Books written by science fiction author, Issac Asimov, such as ExMachina and iRobot, have been around since the 1950’s. That is twenty-seven years before the first Apple computer was invented! Characters like C3PO and the Terminator seem apt at capturing not only our imaginations but also our concerns. World domination fears aside, robots are finding their place in our industrial world and raising concerns amongst digital marketers relating to creative content development.

In 2015, the NY Times launched an interactive, online quiz that asked individuals to test their ability to recognize the difference between content written by a robot and content written by a human. The quiz provided a series of eight quotes, written in prose and poetry. The reader simply had to select ‘robot’ or ‘human’ based on who or what they thought had created the content. Now you are probably thinking exactly, what I did. “That’s easy. Of course, I know the difference between a robot and a real person.” However, you might find yourself shocked to discover that robots too, can write beautiful prose.

In 2008 Alexander Prokopovich created the algorithm which wrote the novel True Love. On closer examination of the story with its Kafka-esque style prose, it is not hard to see that although it is beautiful in its crafting, its clearly not ‘literature.’ Metaphors such as, “Her nerves were strained as two tight strings,” are passive in tone, and don’t quite have the right visual impact. However, for something a little less colorful, and perhaps more factual, robots who write may very well have their place.

An online, interactive map, also created by NY Times, alludes to this. It uses basic, factual information to populate content specific to the reader’s location. The article, read approximately 816,000 times and shared more than 1,400 times, uses big data to compare potential places to grow up by providing detail about demographic, mean income along with other relevant statistics and several paragraphs that talked about the areas historically. It is an interesting approach to tailored content, which could give traditional news journalists a serious run for their money. But what about content marketing?

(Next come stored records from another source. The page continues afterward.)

//! Frames reconstructed by the octet stream decoder.

use core::fmt;

use arrayvec::ArrayVec;
use snafu::ensure;

use crate::error::{Error, InvalidPayloadLengthSnafu};
use crate::settings::MAX_PAYLOAD_LENGTH;
use crate::types::{ChecksumStatus, ChecksumType, CommChannel, MasterSequenceControl};
use crate::Timestamp;

/// Payload region of a single frame.
pub type Payload = ArrayVec<u8, MAX_PAYLOAD_LENGTH>;

const CHECKSUM_SEED: u8 = 0x52;

const fn bit(octet: u8, n: u32) -> u8 {
    (octet >> n) & 1
}

const fn compress(octet: u8) -> u8 {
    let d5 = bit(octet, 7) ^ bit(octet, 5) ^ bit(octet, 3) ^ bit(octet, 1);
    let d4 = bit(octet, 6) ^ bit(octet, 4) ^ bit(octet, 2) ^ bit(octet, 0);
    let d3 = bit(octet, 7) ^ bit(octet, 6);
    let d2 = bit(octet, 5) ^ bit(octet, 4);
    let d1 = bit(octet, 3) ^ bit(octet, 2);
    let d0 = bit(octet, 1) ^ bit(octet, 0);
    (d5 << 5) | (d4 << 4) | (d3 << 3) | (d2 << 2) | (d1 << 1) | d0
}

const fn compression_table() -> [u8; 256] {
    let mut table = [0; 256];
    let mut i = 0;
    while i < 256 {
        table[i] = compress(i as u8);
        i += 1;
    }
    table
}

/// 8-bit to 6-bit checksum compression.
const COMPRESSION: [u8; 256] = compression_table();

/// Seeded XOR fold over `octets`, compressed to the 6-bit checksum field.
///
/// The octet carrying the checksum has to be passed with its checksum bits
/// cleared.
pub fn frame_checksum(octets: impl IntoIterator<Item = u8>) -> u8 {
    let folded = octets.into_iter().fold(CHECKSUM_SEED, |acc, b| acc ^ b);
    COMPRESSION[usize::from(folded)]
}

fn payload(data: &[u8]) -> Result<Payload, Error> {
    ensure!(
        data.len() <= MAX_PAYLOAD_LENGTH,
        InvalidPayloadLengthSnafu { length: data.len(), max: MAX_PAYLOAD_LENGTH }
    );
    Ok(data.iter().copied().collect())
}

/// Frame sent by the master: MC, CKT, process data out, on-request data.
#[derive(Debug, Clone, PartialEq, Eq)]
pub struct MasterMessage {
    pub(crate) start_time: Timestamp,
    pub(crate) end_time: Timestamp,
    pub(crate) valid: bool,
    pub(crate) mc: MasterSequenceControl,
    pub(crate) ckt: ChecksumType,
    pub(crate) pd_out: Payload,
    pub(crate) od: Payload,
}

impl MasterMessage {
    /// Assemble a master frame, validating the checksum carried in `ckt`.
    /// # Errors
    /// Returns [`Error::InvalidPayloadLength`] if a payload doesn't fit a frame.
    pub fn new(
        mc: MasterSequenceControl,
        ckt: ChecksumType,
        pd_out: &[u8],
        od: &[u8],
        start_time: Timestamp,
        end_time: Timestamp,
    ) -> Result<Self, Error> {
        let mut msg = Self {
            start_time,
            end_time,
            valid: false,
            mc,
            ckt,
            pd_out: payload(pd_out)?,
            od: payload(od)?,
        };
        msg.valid = msg.ckt.checksum() == msg.calculate_checksum();
        Ok(msg)
    }

    /// The checksum this frame should carry.
    pub fn calculate_checksum(&self) -> u8 {
        let header = [self.mc.to_byte(), self.ckt.without_checksum()];
        frame_checksum(
            header
                .into_iter()
                .chain(self.pd_out.iter().copied())
                .chain(self.od.iter().copied()),
        )
    }

    pub const fn start_time(&self) -> Timestamp {
        self.start_time
    }

    pub const fn end_time(&self) -> Timestamp {
        self.end_time
    }

    /// Whether the transmitted checksum matches.
    pub const fn is_valid(&self) -> bool {
        self.valid
    }

    pub const fn mc(&self) -> MasterSequenceControl {
        self.mc
    }

    pub const fn ckt(&self) -> ChecksumType {
        self.ckt
    }

    pub fn pd_out(&self) -> &[u8] {
        &self.pd_out
    }

    pub fn od(&self) -> &[u8] {
        &self.od
    }

    pub const fn channel(&self) -> CommChannel {
        self.mc.comm_channel()
    }
}

impl fmt::Display for MasterMessage {
    fn fmt(&self, f: &mut fmt::Formatter<'_>) -> fmt::Result {
        f.write_str("MasterMessage(")?;
        if !self.valid {
            f.write_str("ERR, ")?;
        }
        write!(f, "mc={:#04x}, ckt={:#04x}", self.mc.to_byte(), self.ckt.to_byte())?;
        if !self.pd_out.is_empty() {
            write!(f, ", pdOut={}", Hex(&self.pd_out))?;
        }
        if !self.od.is_empty() {
            write!(f, ", od={}", Hex(&self.od))?;
        }
        f.write_str(")")
    }
}

/// Frame sent by the device: on-request data, process data in, CKS.
#[derive(Debug, Clone, PartialEq, Eq)]
pub struct DeviceMessage {
    pub(crate) start_time: Timestamp,
    pub(crate) end_time: Timestamp,
    pub(crate) valid: bool,
    pub(crate) od: Payload,
    pub(crate) pd_in: Payload,
    pub(crate) cks: ChecksumStatus,
}

impl DeviceMessage {
    /// Assemble a device frame, validating the checksum carried in `cks`.
    /// # Errors
    /// Returns [`Error::InvalidPayloadLength`] if a payload doesn't fit a frame.
    pub fn new(
        od: &[u8],
        pd_in: &[u8],
        cks: ChecksumStatus,
        start_time: Timestamp,
        end_time: Timestamp,
    ) -> Result<Self, Error> {
        let mut msg = Self {
            start_time,
            end_time,
            valid: false,
            od: payload(od)?,
            pd_in: payload(pd_in)?,
            cks,
        };
        msg.valid = msg.cks.checksum() == msg.calculate_checksum();
        Ok(msg)
    }

    /// The checksum this frame should carry.
    pub fn calculate_checksum(&self) -> u8 {
        frame_checksum(
            self.od
                .iter()
                .copied()
                .chain(self.pd_in.iter().copied())
                .chain([self.cks.without_checksum()]),
        )
    }

    pub const fn start_time(&self) -> Timestamp {
        self.start_time
    }

    pub const fn end_time(&self) -> Timestamp {
        self.end_time
    }

    pub const fn is_valid(&self) -> bool {
        self.valid
    }

    pub fn od(&self) -> &[u8] {
        &self.od
    }

    pub fn pd_in(&self) -> &[u8] {
        &self.pd_in
    }

    pub const fn cks(&self) -> ChecksumStatus {
        self.cks
    }
}

impl fmt::Display for DeviceMessage {
    fn fmt(&self, f: &mut fmt::Formatter<'_>) -> fmt::Result {
        f.write_str("DeviceMessage(")?;
        if !self.valid {
            f.write_str("ERR, ")?;
        }
        if !self.od.is_empty() {
            write!(f, "od={}, ", Hex(&self.od))?;
        }
        if !self.pd_in.is_empty() {
            write!(f, "pdIn={}, ", Hex(&self.pd_in))?;
        }
        write!(f, "cks={:#04x})", self.cks.to_byte())
    }
}

/// A complete frame, as emitted by [`OctetStreamDecoder`](crate::OctetStreamDecoder).
#[derive(Debug, Clone, PartialEq, Eq)]
pub enum Message {
    Master(MasterMessage),
    Device(DeviceMessage),
}

impl Message {
    /// Channel selected by a master frame. Device frames carry no channel.
    pub const fn channel(&self) -> Option<CommChannel> {
        match self {
            Self::Master(msg) => Some(msg.channel()),
            Self::Device(_) => None,
        }
    }

    pub const fn start_time(&self) -> Timestamp {
        match self {
            Self::Master(msg) => msg.start_time,
            Self::Device(msg) => msg.start_time,
        }
    }

    pub const fn end_time(&self) -> Timestamp {
        match self {
            Self::Master(msg) => msg.end_time,
            Self::Device(msg) => msg.end_time,
        }
    }

    pub const fn is_valid(&self) -> bool {
        match self {
            Self::Master(msg) => msg.valid,
            Self::Device(msg) => msg.valid,
        }
    }
}

impl From<MasterMessage> for Message {
    fn from(msg: MasterMessage) -> Self {
        Self::Master(msg)
    }
}

impl From<DeviceMessage> for Message {
    fn from(msg: DeviceMessage) -> Self {
        Self::Device(msg)
    }
}

impl fmt::Display for Message {
    fn fmt(&self, f: &mut fmt::Formatter<'_>) -> fmt::Result {
        match self {
            Self::Master(msg) => msg.fmt(f),
            Self::Device(msg) => msg.fmt(f),
        }
    }
}

/// Lower case hex dump of a byte slice.
pub(crate) struct Hex<'a>(pub(crate) &'a [u8]);

impl fmt::Display for Hex<'_> {
    fn fmt(&self, f: &mut fmt::Formatter<'_>) -> fmt::Result {
        self.0.iter().try_for_each(|b| write!(f, "{b:02x}"))
    }
}

#[cfg(test)]
mod tests {
    use super::*;
    use chrono::{TimeZone, Utc};

    fn ts(micros: i64) -> Timestamp {
        Utc.timestamp_opt(0, 0).unwrap() + chrono::Duration::microseconds(micros)
    }

    #[test]
    fn test_compression() {
        assert_eq!(COMPRESSION[0], 0);
        assert_eq!(COMPRESSION[0xff], 0);
        assert_eq!(COMPRESSION[0x01], 0b01_0001);
        assert_eq!(COMPRESSION[0x80], 0b10_1000);
        assert!(COMPRESSION.iter().all(|&c| c < 64));
    }

    #[test]
    fn test_master_checksum() {
        let msg = MasterMessage::new(162u8.into(), 0u8.into(), &[], &[], ts(0), ts(10)).unwrap();
        assert!(msg.is_valid());
        assert_eq!(msg.channel(), CommChannel::Page);

        let msg = MasterMessage::new(32u8.into(), 54u8.into(), &[], &[154], ts(0), ts(10)).unwrap();
        assert!(msg.is_valid());
        assert_eq!(msg.calculate_checksum(), 0x36);

        let msg = MasterMessage::new(32u8.into(), 55u8.into(), &[], &[154], ts(0), ts(10)).unwrap();
        assert!(!msg.is_valid());
        assert_eq!(msg.to_string(), "MasterMessage(ERR, mc=0x20, ckt=0x37, od=9a)");
    }

    #[test]
    fn test_device_checksum() {
        let msg = DeviceMessage::new(&[73], &[], 6u8.into(), ts(0), ts(10)).unwrap();
        assert!(msg.is_valid());
        assert_eq!(msg.to_string(), "DeviceMessage(od=49, cks=0x06)");

        let msg = DeviceMessage::new(&[0; 8], &[], 133u8.into(), ts(0), ts(10)).unwrap();
        assert!(msg.is_valid());
        assert_eq!(msg.cks().event_flag(), 1);

        let msg = DeviceMessage::new(&[], &[0; 10], 44u8.into(), ts(0), ts(10)).unwrap();
        assert!(!msg.is_valid());
    }

    #[test]
    fn test_payload_limit() {
        assert_eq!(
            DeviceMessage::new(&[0; 33], &[], 0u8.into(), ts(0), ts(0)),
            Err(Error::InvalidPayloadLength { length: 33, max: 32 })
        );
    }

    #[test]
    fn test_message_channel() {
        let master: Message = MasterMessage::new(0xF1u8.into(), 0x64u8.into(), &[], &[], ts(0), ts(5))
            .unwrap()
            .into();
        assert_eq!(master.channel(), Some(CommChannel::Isdu));
        assert_eq!(master.start_time(), ts(0));
        assert_eq!(master.end_time(), ts(5));

        let device: Message = DeviceMessage::new(&[], &[], 45u8.into(), ts(0), ts(5)).unwrap().into();
        assert_eq!(device.channel(), None);
        assert!(device.is_valid());
    }
}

At the heart of content marketing is emotion. Emotional connections created between brands and their readers through authentic ‘human’ experiences. Yes, Big Data means that we can better understand consumer behaviors and tailor our approaches based on new learnings. Yes, computers will and do have the capacity to recognize and utilize the trends and structures evident in that data to understand what structures and storylines we find most appealing. However, the ability to infuse content with experience and authentic emotion is a capacity that, to date, neither robots nor machines have the ability to imitate. Ask this furry, little guy, he understands:


Despite current advancements in artificial intelligence and robotics, I am not convinced that a robot would ever truly be able to produce the type of content that actually resonates. It is possible that I am in complete denial, being a craft-conscious content marketer myself, but when I see robots like Atlas who are devoid of emotion it only serves to convince me further. If someone tried shoving me like that, you had better believe he or she would not be doing it again. Sure, if you are looking for a ‘fact’ machine, then perhaps a robot may be the answer, but if you are looking to build relationships and connect with people on a deeper level, then there’s nothing as good as another human being. Except maybe for a cat or a dog.

So who or what do you think wrote this article? Don’t assume there is an organic human intellect behind the words you just read. Make your choice in the comments and include anything that might have tipped you off. We will provide the results in a follow-up post.

Was this article written by a….

A. Robot?

B. Human?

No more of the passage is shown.